● TASK INSTRUCTIONS:
Look through the data that follows and copy each line with the string "contents".

┌─ RECORDS PROVIDED

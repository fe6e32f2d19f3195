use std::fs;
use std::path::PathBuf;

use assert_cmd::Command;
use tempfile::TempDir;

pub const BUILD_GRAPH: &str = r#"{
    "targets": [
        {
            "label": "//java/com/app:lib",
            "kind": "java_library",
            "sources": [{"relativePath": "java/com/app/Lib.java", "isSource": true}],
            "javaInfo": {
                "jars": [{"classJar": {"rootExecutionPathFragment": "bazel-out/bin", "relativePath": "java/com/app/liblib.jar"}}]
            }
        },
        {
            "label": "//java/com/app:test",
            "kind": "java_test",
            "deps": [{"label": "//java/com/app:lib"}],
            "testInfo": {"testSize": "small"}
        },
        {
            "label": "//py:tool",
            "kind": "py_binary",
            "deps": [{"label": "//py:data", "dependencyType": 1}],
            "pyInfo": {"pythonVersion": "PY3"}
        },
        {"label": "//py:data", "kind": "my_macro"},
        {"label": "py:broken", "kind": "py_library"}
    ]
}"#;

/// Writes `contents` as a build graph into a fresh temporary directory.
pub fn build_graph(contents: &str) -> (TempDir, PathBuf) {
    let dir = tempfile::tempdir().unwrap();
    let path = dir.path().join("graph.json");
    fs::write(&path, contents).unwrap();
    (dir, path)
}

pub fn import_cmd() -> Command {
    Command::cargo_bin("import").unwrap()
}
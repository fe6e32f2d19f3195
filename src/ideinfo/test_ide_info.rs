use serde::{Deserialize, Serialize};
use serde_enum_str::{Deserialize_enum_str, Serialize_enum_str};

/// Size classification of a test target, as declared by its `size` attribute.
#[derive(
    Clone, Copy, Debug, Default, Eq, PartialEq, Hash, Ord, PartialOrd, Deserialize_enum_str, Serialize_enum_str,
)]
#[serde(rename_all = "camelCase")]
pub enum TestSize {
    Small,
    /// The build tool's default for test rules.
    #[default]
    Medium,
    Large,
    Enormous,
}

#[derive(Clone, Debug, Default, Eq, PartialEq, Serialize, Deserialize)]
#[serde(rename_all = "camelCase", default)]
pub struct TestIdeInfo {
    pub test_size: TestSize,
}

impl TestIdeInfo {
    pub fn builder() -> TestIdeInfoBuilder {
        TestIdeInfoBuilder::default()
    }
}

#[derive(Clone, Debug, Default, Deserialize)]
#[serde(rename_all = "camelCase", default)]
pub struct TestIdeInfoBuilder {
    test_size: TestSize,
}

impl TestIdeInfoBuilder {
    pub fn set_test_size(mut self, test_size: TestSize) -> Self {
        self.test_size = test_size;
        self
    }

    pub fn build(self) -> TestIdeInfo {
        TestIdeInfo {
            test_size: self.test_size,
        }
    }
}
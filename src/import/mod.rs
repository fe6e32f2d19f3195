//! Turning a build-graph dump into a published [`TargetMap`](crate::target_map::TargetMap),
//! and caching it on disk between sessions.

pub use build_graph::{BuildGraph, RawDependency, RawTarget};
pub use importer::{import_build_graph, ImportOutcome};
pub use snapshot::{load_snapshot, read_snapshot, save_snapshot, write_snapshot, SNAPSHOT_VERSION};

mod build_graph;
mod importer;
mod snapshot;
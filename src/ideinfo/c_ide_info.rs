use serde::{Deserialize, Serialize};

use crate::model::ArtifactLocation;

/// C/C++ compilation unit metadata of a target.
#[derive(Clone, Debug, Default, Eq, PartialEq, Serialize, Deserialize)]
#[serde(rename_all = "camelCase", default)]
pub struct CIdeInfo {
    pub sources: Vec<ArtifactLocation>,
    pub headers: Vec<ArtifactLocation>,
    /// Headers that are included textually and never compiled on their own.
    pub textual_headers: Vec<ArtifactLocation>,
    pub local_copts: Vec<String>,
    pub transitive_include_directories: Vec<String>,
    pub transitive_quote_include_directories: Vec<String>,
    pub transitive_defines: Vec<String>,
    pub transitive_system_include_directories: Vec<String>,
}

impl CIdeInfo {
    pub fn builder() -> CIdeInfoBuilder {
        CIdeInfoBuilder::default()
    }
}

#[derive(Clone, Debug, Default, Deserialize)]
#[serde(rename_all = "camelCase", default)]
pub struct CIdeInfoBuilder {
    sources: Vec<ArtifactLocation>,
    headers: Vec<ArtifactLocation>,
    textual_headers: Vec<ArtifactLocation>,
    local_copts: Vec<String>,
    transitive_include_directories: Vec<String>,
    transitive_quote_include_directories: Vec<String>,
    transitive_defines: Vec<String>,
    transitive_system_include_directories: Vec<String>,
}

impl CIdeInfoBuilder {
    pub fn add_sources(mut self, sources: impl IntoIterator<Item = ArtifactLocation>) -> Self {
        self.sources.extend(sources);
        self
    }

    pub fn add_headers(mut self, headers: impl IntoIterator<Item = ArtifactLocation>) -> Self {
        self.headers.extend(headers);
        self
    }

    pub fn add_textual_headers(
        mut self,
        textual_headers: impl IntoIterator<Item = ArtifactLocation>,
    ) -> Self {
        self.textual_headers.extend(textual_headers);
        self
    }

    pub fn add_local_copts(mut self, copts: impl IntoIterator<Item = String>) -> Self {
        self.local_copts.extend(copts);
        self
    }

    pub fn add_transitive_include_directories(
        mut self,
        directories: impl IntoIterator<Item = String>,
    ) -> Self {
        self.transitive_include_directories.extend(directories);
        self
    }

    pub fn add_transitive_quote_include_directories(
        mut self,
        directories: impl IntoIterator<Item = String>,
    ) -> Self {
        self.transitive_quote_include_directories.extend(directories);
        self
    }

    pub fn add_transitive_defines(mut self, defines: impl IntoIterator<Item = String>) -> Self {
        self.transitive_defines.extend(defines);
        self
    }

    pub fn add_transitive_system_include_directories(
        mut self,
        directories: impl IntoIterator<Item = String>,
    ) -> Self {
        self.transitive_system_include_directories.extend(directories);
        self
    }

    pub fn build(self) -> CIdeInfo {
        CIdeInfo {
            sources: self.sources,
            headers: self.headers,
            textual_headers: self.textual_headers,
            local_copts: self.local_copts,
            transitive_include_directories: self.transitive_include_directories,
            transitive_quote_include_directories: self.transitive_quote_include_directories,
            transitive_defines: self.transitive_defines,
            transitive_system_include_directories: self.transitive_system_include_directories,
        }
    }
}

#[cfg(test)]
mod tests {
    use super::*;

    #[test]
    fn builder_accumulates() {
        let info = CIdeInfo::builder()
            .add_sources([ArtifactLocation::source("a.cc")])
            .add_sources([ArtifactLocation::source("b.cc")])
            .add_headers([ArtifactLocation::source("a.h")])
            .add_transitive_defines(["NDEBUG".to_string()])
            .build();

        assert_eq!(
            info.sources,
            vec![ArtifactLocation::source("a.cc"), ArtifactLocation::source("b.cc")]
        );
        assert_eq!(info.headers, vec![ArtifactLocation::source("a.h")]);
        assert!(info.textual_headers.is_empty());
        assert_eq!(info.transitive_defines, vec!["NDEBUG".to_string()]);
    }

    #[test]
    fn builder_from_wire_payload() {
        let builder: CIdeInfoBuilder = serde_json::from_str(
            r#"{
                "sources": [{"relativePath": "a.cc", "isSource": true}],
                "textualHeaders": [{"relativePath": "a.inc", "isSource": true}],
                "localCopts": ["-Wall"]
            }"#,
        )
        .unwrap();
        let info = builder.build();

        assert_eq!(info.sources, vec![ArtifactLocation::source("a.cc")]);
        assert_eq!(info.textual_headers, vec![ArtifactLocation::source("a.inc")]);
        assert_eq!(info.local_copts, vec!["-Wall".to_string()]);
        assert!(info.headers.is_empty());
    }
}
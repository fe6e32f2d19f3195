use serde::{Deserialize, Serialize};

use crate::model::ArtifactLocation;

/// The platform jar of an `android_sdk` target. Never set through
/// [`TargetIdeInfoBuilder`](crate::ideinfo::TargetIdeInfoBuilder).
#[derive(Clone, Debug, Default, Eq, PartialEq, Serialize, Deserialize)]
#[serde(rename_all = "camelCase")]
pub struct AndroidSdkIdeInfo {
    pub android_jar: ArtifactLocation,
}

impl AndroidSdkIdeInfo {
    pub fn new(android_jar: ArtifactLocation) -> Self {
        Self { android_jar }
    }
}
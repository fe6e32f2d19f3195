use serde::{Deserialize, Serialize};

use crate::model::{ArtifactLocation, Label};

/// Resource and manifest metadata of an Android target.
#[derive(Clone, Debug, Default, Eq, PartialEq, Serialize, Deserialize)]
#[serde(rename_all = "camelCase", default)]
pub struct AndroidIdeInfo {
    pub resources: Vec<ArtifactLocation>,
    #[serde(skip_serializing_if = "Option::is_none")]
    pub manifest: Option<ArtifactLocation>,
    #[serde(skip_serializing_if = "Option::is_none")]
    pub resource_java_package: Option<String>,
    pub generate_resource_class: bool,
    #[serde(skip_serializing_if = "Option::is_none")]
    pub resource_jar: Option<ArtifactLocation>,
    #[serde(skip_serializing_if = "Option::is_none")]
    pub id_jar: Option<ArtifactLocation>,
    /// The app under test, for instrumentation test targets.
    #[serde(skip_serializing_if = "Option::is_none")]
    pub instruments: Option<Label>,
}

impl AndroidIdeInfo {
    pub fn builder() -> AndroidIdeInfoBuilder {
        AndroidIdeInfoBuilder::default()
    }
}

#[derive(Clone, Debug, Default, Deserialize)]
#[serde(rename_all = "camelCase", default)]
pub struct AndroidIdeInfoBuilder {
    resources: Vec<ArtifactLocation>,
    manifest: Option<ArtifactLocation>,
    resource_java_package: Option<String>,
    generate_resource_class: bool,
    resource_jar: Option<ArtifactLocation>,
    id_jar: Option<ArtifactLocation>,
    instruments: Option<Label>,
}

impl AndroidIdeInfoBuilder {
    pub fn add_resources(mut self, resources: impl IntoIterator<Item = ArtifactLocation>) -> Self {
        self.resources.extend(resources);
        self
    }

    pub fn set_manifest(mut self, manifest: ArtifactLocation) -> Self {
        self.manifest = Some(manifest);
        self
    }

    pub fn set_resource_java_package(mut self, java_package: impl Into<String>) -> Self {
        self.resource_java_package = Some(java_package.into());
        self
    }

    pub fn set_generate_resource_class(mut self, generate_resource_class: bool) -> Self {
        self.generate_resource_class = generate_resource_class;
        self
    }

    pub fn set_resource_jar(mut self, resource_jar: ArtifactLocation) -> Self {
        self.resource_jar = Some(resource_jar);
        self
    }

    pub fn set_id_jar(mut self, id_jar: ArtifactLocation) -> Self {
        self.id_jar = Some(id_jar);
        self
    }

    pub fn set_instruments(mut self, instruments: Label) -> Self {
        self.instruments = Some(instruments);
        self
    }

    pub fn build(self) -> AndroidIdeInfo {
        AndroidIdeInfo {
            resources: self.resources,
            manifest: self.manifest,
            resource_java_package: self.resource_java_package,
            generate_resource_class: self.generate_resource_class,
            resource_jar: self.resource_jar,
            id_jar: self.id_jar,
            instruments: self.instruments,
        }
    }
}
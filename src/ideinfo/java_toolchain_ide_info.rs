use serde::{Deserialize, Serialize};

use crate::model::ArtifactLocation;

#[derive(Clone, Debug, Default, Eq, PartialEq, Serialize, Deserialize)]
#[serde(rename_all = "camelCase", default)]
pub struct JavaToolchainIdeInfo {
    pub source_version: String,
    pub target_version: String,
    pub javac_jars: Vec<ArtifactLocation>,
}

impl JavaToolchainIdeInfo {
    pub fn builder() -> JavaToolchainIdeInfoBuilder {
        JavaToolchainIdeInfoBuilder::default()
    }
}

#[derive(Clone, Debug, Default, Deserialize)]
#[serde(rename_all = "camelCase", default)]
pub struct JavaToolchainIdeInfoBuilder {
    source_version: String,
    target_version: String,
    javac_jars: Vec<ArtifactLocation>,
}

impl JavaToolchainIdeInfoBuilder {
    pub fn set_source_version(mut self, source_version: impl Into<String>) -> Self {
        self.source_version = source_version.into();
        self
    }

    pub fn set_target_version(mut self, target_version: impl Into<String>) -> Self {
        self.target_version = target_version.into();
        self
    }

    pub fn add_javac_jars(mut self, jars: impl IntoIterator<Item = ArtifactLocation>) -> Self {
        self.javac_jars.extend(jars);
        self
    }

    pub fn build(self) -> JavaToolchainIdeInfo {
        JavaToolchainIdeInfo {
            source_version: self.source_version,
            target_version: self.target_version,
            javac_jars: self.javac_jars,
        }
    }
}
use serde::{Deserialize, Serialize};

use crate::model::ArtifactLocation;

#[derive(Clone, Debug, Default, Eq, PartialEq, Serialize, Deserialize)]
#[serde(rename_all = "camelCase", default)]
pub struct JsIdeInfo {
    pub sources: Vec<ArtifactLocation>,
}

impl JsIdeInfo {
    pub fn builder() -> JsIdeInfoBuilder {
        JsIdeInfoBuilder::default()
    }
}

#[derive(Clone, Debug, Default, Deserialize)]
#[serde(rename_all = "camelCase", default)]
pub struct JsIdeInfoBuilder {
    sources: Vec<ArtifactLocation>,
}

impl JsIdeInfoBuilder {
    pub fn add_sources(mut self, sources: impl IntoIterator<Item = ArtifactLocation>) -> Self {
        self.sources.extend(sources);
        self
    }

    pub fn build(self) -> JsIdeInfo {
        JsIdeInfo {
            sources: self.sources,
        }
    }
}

└─

● ANSWER:
/// Writes `contents` as a build graph into a fresh temporary directory.
pub fn build_graph(contents: &str) -> (TempDir, PathBuf) {
    fs::write(&path, contents).unwrap();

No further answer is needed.